I can only guess as to why Titian might have chosen to have the action on the relief move from right to left. First, it could have been just a painterly decision to have the action on the relief counterbalance the action in the main scene. It is after all a very large painting. I also wonder if he might have just used a copy of an engraving as a cartoon for the relief and just flipped the scene.
On a more profound level, perhaps Titian or his patron wanted the action on the relief to move backwards in time. So we can begin on the left and trace the action back from a story of a conversion from a life of sin to the origins of sin itself. Here is my view of the relief reading from right to left.

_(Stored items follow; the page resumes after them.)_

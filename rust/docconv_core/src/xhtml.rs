//! DOCX body -> XHTML document.
//!
//! Only the WordprocessingML needed for readable HTML is looked at:
//! paragraphs, runs and their basic properties, hyperlinks, drawings, numbering
//! references and tables. Anything else is skipped.

use crate::dom::MAX_DEPTH;
use crate::package::DocxPackage;
use crate::xml::{escape_attr, escape_text, XmlElement, XmlNode};

const EMU_PER_PX: u64 = 9525;

const DEFAULT_CSS: &str = "body{font-family:Calibri,'Microsoft YaHei',sans-serif;}\
table{border-collapse:collapse;}\
td,th{border:1px solid #999;padding:2pt 4pt;vertical-align:top;}";

/// Renders the whole package as an HTML document. The `<head>` carries no
/// charset declaration; `rewrite::ensure_meta_utf8` adds it.
pub fn docx_to_xhtml(pkg: &DocxPackage) -> String {
    let body = pkg.document.child("body").unwrap_or(&pkg.document);
    let content = Converter { pkg }.blocks(body, 0);

    let title = pkg.title.as_deref().unwrap_or_default();
    format!(
        "<!DOCTYPE html><html><head><title>{}</title><style>{}</style></head><body>{}</body></html>",
        escape_text(title),
        DEFAULT_CSS,
        content
    )
}

fn on_off(el: Option<&XmlElement>) -> bool {
    match el {
        None => false,
        Some(e) => !matches!(e.attr("val"), Some("0") | Some("false") | Some("off")),
    }
}

#[derive(Debug, Default)]
struct RunProps {
    bold: bool,
    italic: bool,
    underline: bool,
    strike: bool,
    superscript: bool,
    subscript: bool,
    size_half_pt: Option<u32>,
    color: Option<String>,
}

impl RunProps {
    fn from_rpr(rpr: Option<&XmlElement>) -> Self {
        let Some(rpr) = rpr else {
            return Self::default();
        };
        let vert = rpr.child_val("vertAlign").unwrap_or_default();
        Self {
            bold: on_off(rpr.child("b")),
            italic: on_off(rpr.child("i")),
            underline: rpr
                .child("u")
                .map(|u| u.attr("val") != Some("none"))
                .unwrap_or(false),
            strike: on_off(rpr.child("strike")) || on_off(rpr.child("dstrike")),
            superscript: vert == "superscript",
            subscript: vert == "subscript",
            size_half_pt: rpr.child_val("sz").and_then(|v| v.parse().ok()),
            color: rpr
                .child_val("color")
                .filter(|c| !c.eq_ignore_ascii_case("auto"))
                .map(|c| c.to_string()),
        }
    }

    fn wrap(&self, inner: String) -> String {
        let mut out = inner;
        let mut css = Vec::new();
        if let Some(sz) = self.size_half_pt {
            let pt = sz as f32 / 2.0;
            css.push(format!("font-size:{pt}pt"));
        }
        if let Some(c) = &self.color {
            css.push(format!("color:#{c}"));
        }
        if !css.is_empty() {
            out = format!("<span style=\"{}\">{out}</span>", css.join(";"));
        }
        for (on, tag) in [
            (self.subscript, "sub"),
            (self.superscript, "sup"),
            (self.strike, "s"),
            (self.underline, "u"),
            (self.italic, "em"),
            (self.bold, "strong"),
        ] {
            if on {
                out = format!("<{tag}>{out}</{tag}>");
            }
        }
        out
    }
}

struct ListLevel {
    ordered: bool,
    li_open: bool,
}

/// Block output plus the stack of lists currently open in it.
struct BlockWriter {
    out: String,
    lists: Vec<ListLevel>,
}

impl BlockWriter {
    fn new() -> Self {
        Self {
            out: String::new(),
            lists: Vec::new(),
        }
    }

    fn close_list(&mut self) {
        if let Some(level) = self.lists.pop() {
            if level.li_open {
                self.out.push_str("</li>");
            }
            self.out.push_str(if level.ordered { "</ol>" } else { "</ul>" });
        }
    }

    fn close_all_lists(&mut self) {
        while !self.lists.is_empty() {
            self.close_list();
        }
    }

    fn enter_list_item(&mut self, ilvl: usize, ordered: bool) {
        let depth = ilvl + 1;
        while self.lists.len() > depth {
            self.close_list();
        }
        if self.lists.len() == depth {
            let same_kind = self.lists.last().map(|l| l.ordered == ordered).unwrap_or(false);
            if !same_kind {
                self.close_list();
            } else if let Some(top) = self.lists.last_mut() {
                if top.li_open {
                    self.out.push_str("</li>");
                    top.li_open = false;
                }
            }
        }
        while self.lists.len() < depth {
            self.out.push_str(if ordered { "<ol>" } else { "<ul>" });
            self.lists.push(ListLevel {
                ordered,
                li_open: false,
            });
        }
        self.out.push_str("<li>");
        if let Some(top) = self.lists.last_mut() {
            top.li_open = true;
        }
    }

    fn finish(mut self) -> String {
        self.close_all_lists();
        self.out
    }
}

struct Converter<'a> {
    pkg: &'a DocxPackage,
}

impl Converter<'_> {
    fn blocks(&self, container: &XmlElement, depth: usize) -> String {
        let mut w = BlockWriter::new();
        self.blocks_into(&mut w, container, depth);
        w.finish()
    }

    fn blocks_into(&self, w: &mut BlockWriter, container: &XmlElement, depth: usize) {
        if depth >= MAX_DEPTH {
            tracing::warn!(depth, "docx nesting limit reached; content skipped");
            return;
        }
        for el in container.elements() {
            match el.name.as_str() {
                "p" => self.paragraph(w, el, depth),
                "tbl" => {
                    w.close_all_lists();
                    let table = self.table(el, depth);
                    w.out.push_str(&table);
                }
                "sdt" => {
                    if let Some(content) = el.child("sdtContent") {
                        self.blocks_into(w, content, depth + 1);
                    }
                }
                "customXml" => self.blocks_into(w, el, depth + 1),
                _ => {}
            }
        }
    }

    fn paragraph(&self, w: &mut BlockWriter, p: &XmlElement, depth: usize) {
        let ppr = p.child("pPr");
        let style_id = ppr.and_then(|x| x.child_val("pStyle"));
        let heading = style_id.and_then(|s| self.pkg.heading_level(s));
        let list = ppr
            .and_then(|x| x.child("numPr"))
            .and_then(|num| {
                let num_id = num.child_val("numId")?;
                if num_id == "0" {
                    return None;
                }
                let ilvl = num.child_val("ilvl").and_then(|v| v.parse::<u32>().ok()).unwrap_or(0);
                Some((num_id.to_string(), ilvl))
            });
        let align = match ppr.and_then(|x| x.child_val("jc")) {
            Some("center") => Some("center"),
            Some("right") | Some("end") => Some("right"),
            Some("both") | Some("distribute") => Some("justify"),
            _ => None,
        };
        let style_attr = align
            .map(|a| format!(" style=\"text-align:{a}\""))
            .unwrap_or_default();

        let content = self.inlines(p, depth + 1);

        if let (Some((num_id, ilvl)), None) = (&list, heading) {
            let ordered = self.pkg.numbering.is_ordered(num_id, *ilvl);
            w.enter_list_item(*ilvl as usize, ordered);
            w.out.push_str(&content);
            return;
        }

        w.close_all_lists();
        match heading {
            Some(level) => {
                w.out.push_str(&format!("<h{level}{style_attr}>{content}</h{level}>"));
            }
            None if content.trim().is_empty() => {
                w.out.push_str(&format!("<p{style_attr}>&nbsp;</p>"));
            }
            None => {
                w.out.push_str(&format!("<p{style_attr}>{content}</p>"));
            }
        }
    }

    /// Runs of a paragraph, hyperlink or any run container (`w:ins`, `w:smartTag`, ...).
    fn inlines(&self, container: &XmlElement, depth: usize) -> String {
        let mut out = String::new();
        if depth >= MAX_DEPTH {
            return out;
        }
        for el in container.elements() {
            match el.name.as_str() {
                "r" => out.push_str(&self.run(el, depth + 1)),
                "hyperlink" => {
                    let href = el
                        .attr("id")
                        .and_then(|rid| self.pkg.hyperlink_target(rid))
                        .map(|t| t.to_string())
                        .or_else(|| el.attr("anchor").map(|a| format!("#{a}")));
                    let inner = self.inlines(el, depth + 1);
                    match href {
                        Some(href) => {
                            out.push_str(&format!("<a href=\"{}\">{inner}</a>", escape_attr(&href)))
                        }
                        None => out.push_str(&inner),
                    }
                }
                "pPr" | "del" | "moveFrom" | "bookmarkStart" | "bookmarkEnd" | "proofErr" => {}
                _ => out.push_str(&self.inlines(el, depth + 1)),
            }
        }
        out
    }

    fn run(&self, r: &XmlElement, depth: usize) -> String {
        let props = RunProps::from_rpr(r.child("rPr"));
        let mut inner = String::new();
        for c in &r.children {
            let XmlNode::Element(el) = c else { continue };
            match el.name.as_str() {
                "t" => inner.push_str(&escape_text(&el.text())),
                "tab" => inner.push('\t'),
                "br" | "cr" => inner.push_str("<br/>"),
                "noBreakHyphen" => inner.push('-'),
                "drawing" | "pict" | "object" => inner.push_str(&self.image(el, depth + 1)),
                _ => {}
            }
        }
        if inner.is_empty() {
            return inner;
        }
        props.wrap(inner)
    }

    fn image(&self, el: &XmlElement, _depth: usize) -> String {
        let rid = el
            .descendant("blip")
            .and_then(|b| b.attr("embed"))
            .or_else(|| el.descendant("imagedata").and_then(|i| i.attr("id")));
        let Some(src) = rid.and_then(|rid| self.pkg.image_path(rid)) else {
            return String::new();
        };
        let alt = el
            .descendant("docPr")
            .and_then(|d| d.attr("descr").filter(|s| !s.is_empty()).or_else(|| d.attr("name")))
            .unwrap_or_default();
        let mut out = format!("<img src=\"{}\" alt=\"{}\"", escape_attr(&src), escape_attr(alt));
        if let Some(extent) = el.descendant("extent") {
            let px = |v: Option<&str>| v.and_then(|v| v.parse::<u64>().ok()).map(|emu| emu / EMU_PER_PX);
            if let (Some(w), Some(h)) = (px(extent.attr("cx")), px(extent.attr("cy"))) {
                out.push_str(&format!(" width=\"{w}\" height=\"{h}\""));
            }
        }
        out.push_str("/>");
        out
    }

    fn table(&self, tbl: &XmlElement, depth: usize) -> String {
        struct Cell {
            col: usize,
            span: usize,
            rowspan: usize,
            continuation: bool,
            html: String,
            header: bool,
        }

        let mut out = String::from("<table>");
        if let Some(grid) = tbl.child("tblGrid") {
            let cols: Vec<String> = grid
                .children_named("gridCol")
                .filter_map(|c| c.attr("w")?.parse::<u32>().ok())
                .map(|twips| format!("<col style=\"width:{}pt\"/>", twips as f32 / 20.0))
                .collect();
            if !cols.is_empty() {
                out.push_str("<colgroup>");
                out.push_str(&cols.concat());
                out.push_str("</colgroup>");
            }
        }

        let mut rows: Vec<Vec<Cell>> = Vec::new();
        for tr in tbl.children_named("tr") {
            let header = tr
                .child("trPr")
                .map(|p| on_off(p.child("tblHeader")))
                .unwrap_or(false);
            let mut col = 0;
            let mut cells = Vec::new();
            for tc in tr.children_named("tc") {
                let tcpr = tc.child("tcPr");
                let span = tcpr
                    .and_then(|p| p.child_val("gridSpan"))
                    .and_then(|v| v.parse::<usize>().ok())
                    .unwrap_or(1)
                    .max(1);
                let continuation = tcpr
                    .and_then(|p| p.child("vMerge"))
                    .map(|m| m.attr("val") != Some("restart"))
                    .unwrap_or(false);
                let html = if continuation {
                    String::new()
                } else {
                    self.blocks(tc, depth + 1)
                };
                cells.push(Cell {
                    col,
                    span,
                    rowspan: 1,
                    continuation,
                    html,
                    header,
                });
                col += span;
            }
            rows.push(cells);
        }

        // Fold vertical-merge continuations into the cell that started them.
        for r in 0..rows.len() {
            for c in 0..rows[r].len() {
                if !rows[r][c].continuation {
                    continue;
                }
                let col = rows[r][c].col;
                let origin = (0..r).rev().find_map(|pr| {
                    rows[pr]
                        .iter()
                        .position(|cell| cell.col == col && !cell.continuation)
                        .map(|pc| (pr, pc))
                });
                if let Some((pr, pc)) = origin {
                    rows[pr][pc].rowspan += 1;
                }
            }
        }

        for row in &rows {
            out.push_str("<tr>");
            for cell in row.iter().filter(|c| !c.continuation) {
                let tag = if cell.header { "th" } else { "td" };
                out.push('<');
                out.push_str(tag);
                if cell.span > 1 {
                    out.push_str(&format!(" colspan=\"{}\"", cell.span));
                }
                if cell.rowspan > 1 {
                    out.push_str(&format!(" rowspan=\"{}\"", cell.rowspan));
                }
                out.push('>');
                out.push_str(&cell.html);
                out.push_str(&format!("</{tag}>"));
            }
            out.push_str("</tr>");
        }
        out.push_str("</table>");
        out
    }
}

Adam stands on the extreme right on one side of the tree. Eve is on the other side and her outstretched arm actually touches her son Cain in the act of murdering his brother. Abel lies on the ground but he faces left away from his parents. In the medieval period Abel, whose sacrifice was acceptable to the Lord, was always viewed as a precursor of Christ. Dividing the relief in half is the spigot with flowing water, and right next to it is the emblem of the donor. On the left side, Paul’s attendant still leads the horse toward Damascus but Paul falls off in the other direction towards a new life.
*Paul Joannides, Titian to 1518, The Assumption of Genius, Yale, 2001, p. 192.